Until 2007 British residents in Spain were issued with a plastic, wallet size residency card with photo. It included the NIE number and was accepted as identification in place of a passport or driving licence in stores, post offices and government departments.

Then some bright spark apparently complained to the EU about Britons having to carry such documentation and it was made obsolete and replaced with an A4 size green resident’s certificate without photo. Not only was it a pain to carry about but was utterly useless because without an image, no store would accept it as proof of identification. The only option has been to carry a passport or driving licence but this doesn’t help when one needs to show proof of NIE nor is it helpful to those who don’t possess a driving licence. And in truth who wants to risk carrying a passport about all the time?

To get round the problem, many residents, when forced to hand in the old photo card in exchange for the new green foreigner’s certificate, simply colour photocopied and laminated the original and continued using it as before. In truth I have rarely been questioned about this duplicate card but a few sharp-eyed shop assistants have occasionally mentioned that it’s out of date to which I express surprise, thank them, and promise to get it renewed. Other expat chums haven’t faired so well.

The whole issue became such a cause célèbre that various expat lobby groups in Majorca campaigned vociferously in the corridors of power at regional, national and European level to have the old card returned. It’s been a long and arduous battle driven primarily by EporE (Europeos por España) with the support of others such as expat newspaper, the Majorca Daily Bulletin and Calvia Council. Minor success came with the introduction of a smaller resident’s certificate but it has finally been agreed that a brand new, wallet style card with mugshot and NIE number will be reinstated in the early part of 2014.
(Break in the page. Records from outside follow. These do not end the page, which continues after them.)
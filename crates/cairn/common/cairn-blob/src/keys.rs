//! Key material attached to blobs
//!
//! Plain byte holders: no length or cipher checks happen here. Contents are
//! wiped on drop and never printed.

use std::fmt;

use subtle::ConstantTimeEq;
use zeroize::{Zeroize, ZeroizeOnDrop};

/// Symmetric key of a blob.
#[derive(Clone, Zeroize, ZeroizeOnDrop)]
pub struct Key(Vec<u8>);

impl Key {
    pub fn from_bytes(key: &[u8]) -> Self {
        Self(key.to_vec())
    }

    /// Copy of the key bytes.
    pub fn bytes(&self) -> Vec<u8> {
        self.0.clone()
    }

    pub fn as_bytes(&self) -> &[u8] {
        &self.0
    }

    /// Constant-time comparison of two keys.
    pub fn equal(&self, other: &Key) -> bool {
        self.0.as_slice().ct_eq(other.0.as_slice()).into()
    }
}

impl PartialEq for Key {
    fn eq(&self, other: &Self) -> bool {
        self.equal(other)
    }
}

impl Eq for Key {}

impl fmt::Debug for Key {
    fn fmt(&self, f: &mut fmt::Formatter<'_>) -> fmt::Result {
        write!(f, "Key([REDACTED; {}])", self.0.len())
    }
}

/// Initialization vector used with a blob [`Key`].
#[derive(Clone, Zeroize, ZeroizeOnDrop)]
pub struct Iv(Vec<u8>);

impl Iv {
    pub fn from_bytes(iv: &[u8]) -> Self {
        Self(iv.to_vec())
    }

    /// Copy of the IV bytes.
    pub fn bytes(&self) -> Vec<u8> {
        self.0.clone()
    }

    pub fn as_bytes(&self) -> &[u8] {
        &self.0
    }

    /// Constant-time comparison of two IVs.
    pub fn equal(&self, other: &Iv) -> bool {
        self.0.as_slice().ct_eq(other.0.as_slice()).into()
    }
}

impl PartialEq for Iv {
    fn eq(&self, other: &Self) -> bool {
        self.equal(other)
    }
}

impl Eq for Iv {}

impl fmt::Debug for Iv {
    fn fmt(&self, f: &mut fmt::Formatter<'_>) -> fmt::Result {
        write!(f, "Iv([REDACTED; {}])", self.0.len())
    }
}
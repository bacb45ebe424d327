//! Base58 encoding utilities for Cairn identifiers
//!
//! This crate provides the text form used for identifiers across Cairn:
//! - Base58 encoding/decoding that preserves leading zero bytes
//! - Configurable symbol tables (Bitcoin by default, Flickr, or custom)

pub mod base58;

pub use base58::{Alphabet, Base58Codec, decode, encode, validate};

mod error;
pub use error::{EncodingError, Result};
//! Blob names
//!
//! A blob name identifies a blob by its content hash and its [`BlobType`].
//! Both are packed into one byte string, `tag || hash`, where
//! `tag = type ^ fold_xor(hash)`. The type is therefore not stored at a fixed
//! position: every byte of a name is as evenly distributed as the hash itself,
//! yet XOR-ing all bytes of the name gives the type back.
//!
//! The text form is the base58 encoding of those bytes.

use std::fmt;
use std::hash::{Hash, Hasher};
use std::str::FromStr;

use subtle::ConstantTimeEq;

use crate::blob_type::BlobType;
use crate::error::{BlobError, Result};

/// Longest hash that fits in a blob name.
pub const MAX_HASH_LEN: usize = 0x7E;

/// Longest blob name in bytes: the tag byte plus [`MAX_HASH_LEN`].
pub const MAX_NAME_LEN: usize = 0x7F;

/// XOR of all bytes; 0 for an empty slice.
fn fold_xor(bytes: &[u8]) -> u8 {
    bytes.iter().fold(0, |acc, b| acc ^ b)
}

/// Identifier of a blob: a type-tagged content hash.
///
/// Always holds between 1 and [`MAX_NAME_LEN`] bytes. Equality is checked in
/// constant time.
#[derive(Clone)]
pub struct BlobName {
    bytes: Vec<u8>,
}

impl BlobName {
    /// Build the name of a blob from its hash (e.g. SHA-256 of the content)
    /// and its type.
    ///
    /// The hash must be 1 to [`MAX_HASH_LEN`] bytes long.
    ///
    /// ```
    /// use cairn_blob::{BlobName, BlobType};
    ///
    /// let name = BlobName::from_hash_and_type(&[1, 2, 3], BlobType::new(0x02)).unwrap();
    /// assert_eq!(name.as_bytes(), [0x02 ^ 1 ^ 2 ^ 3, 1, 2, 3]);
    /// assert_eq!(name.hash(), [1, 2, 3]);
    /// assert_eq!(name.blob_type(), BlobType::new(0x02));
    /// ```
    pub fn from_hash_and_type(hash: &[u8], blob_type: BlobType) -> Result<Self> {
        if hash.is_empty() || hash.len() > MAX_HASH_LEN {
            return Err(BlobError::InvalidLength(hash.len()));
        }

        let mut bytes = Vec::with_capacity(hash.len() + 1);
        bytes.push(blob_type.to_u8() ^ fold_xor(hash));
        bytes.extend_from_slice(hash);

        Ok(Self { bytes })
    }

    /// Restore a name from the bytes returned by [`BlobName::bytes`].
    ///
    /// Only the length is checked (1 to [`MAX_NAME_LEN`] bytes). A single byte
    /// is accepted and yields an empty [`hash`](Self::hash), even though
    /// [`from_hash_and_type`](Self::from_hash_and_type) never produces one.
    pub fn from_bytes(bytes: &[u8]) -> Result<Self> {
        check_len(bytes.len())?;
        Ok(Self {
            bytes: bytes.to_vec(),
        })
    }

    /// Parse the base58 text form produced by `to_string()`.
    pub fn from_string(s: &str) -> Result<Self> {
        s.parse()
    }

    /// Hash part of the name: every byte after the tag.
    pub fn hash(&self) -> &[u8] {
        &self.bytes[1..]
    }

    /// Type of the blob, recovered from the name bytes.
    pub fn blob_type(&self) -> BlobType {
        BlobType::new(fold_xor(&self.bytes))
    }

    /// Copy of the raw name bytes.
    pub fn bytes(&self) -> Vec<u8> {
        self.bytes.clone()
    }

    pub fn as_bytes(&self) -> &[u8] {
        &self.bytes
    }

    /// Constant-time comparison of two names.
    pub fn equal(&self, other: &BlobName) -> bool {
        self.bytes.as_slice().ct_eq(other.bytes.as_slice()).into()
    }
}

fn check_len(len: usize) -> Result<()> {
    if len == 0 || len > MAX_NAME_LEN {
        tracing::debug!(len, "rejected blob name bytes");
        return Err(BlobError::InvalidLength(len));
    }
    Ok(())
}

impl FromStr for BlobName {
    type Err = BlobError;

    fn from_str(s: &str) -> Result<Self> {
        let decoded = cairn_encoding::decode(s).map_err(|e| {
            tracing::debug!(error = %e, "rejected blob name string");
            BlobError::InvalidFormat(e.to_string())
        })?;

        Self::try_from(decoded).map_err(|e| BlobError::InvalidFormat(e.to_string()))
    }
}

impl TryFrom<&[u8]> for BlobName {
    type Error = BlobError;

    fn try_from(bytes: &[u8]) -> Result<Self> {
        Self::from_bytes(bytes)
    }
}

impl TryFrom<Vec<u8>> for BlobName {
    type Error = BlobError;

    fn try_from(bytes: Vec<u8>) -> Result<Self> {
        check_len(bytes.len())?;
        Ok(Self { bytes })
    }
}

impl AsRef<[u8]> for BlobName {
    fn as_ref(&self) -> &[u8] {
        &self.bytes
    }
}

impl PartialEq for BlobName {
    fn eq(&self, other: &Self) -> bool {
        self.equal(other)
    }
}

impl Eq for BlobName {}

impl Hash for BlobName {
    fn hash<H: Hasher>(&self, state: &mut H) {
        self.bytes.hash(state);
    }
}

impl fmt::Display for BlobName {
    fn fmt(&self, f: &mut fmt::Formatter<'_>) -> fmt::Result {
        f.write_str(&cairn_encoding::encode(&self.bytes))
    }
}

impl fmt::Debug for BlobName {
    fn fmt(&self, f: &mut fmt::Formatter<'_>) -> fmt::Result {
        write!(f, "BlobName({self})")
    }
}

#[cfg(feature = "serde")]
impl serde::Serialize for BlobName {
    fn serialize<S: serde::Serializer>(
        &self,
        serializer: S,
    ) -> std::result::Result<S::Ok, S::Error> {
        serializer.collect_str(self)
    }
}

#[cfg(feature = "serde")]
impl<'de> serde::Deserialize<'de> for BlobName {
    fn deserialize<D: serde::Deserializer<'de>>(
        deserializer: D,
    ) -> std::result::Result<Self, D::Error> {
        let s = <String as serde::Deserialize>::deserialize(deserializer)?;
        s.parse().map_err(serde::de::Error::custom)
    }
}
I wonder whether this has been a problem mostly affecting British expats in the Baleares where showing proof of identification and NIE is the norm. On the mainland I’ve hardly ever been asked to produce such documents in shops and for services – a welcome change. So although all this could be viewed as a minor storm in a tea cup, for many British residents in Majorca the return of the old card is a major political victory and a welcome decision.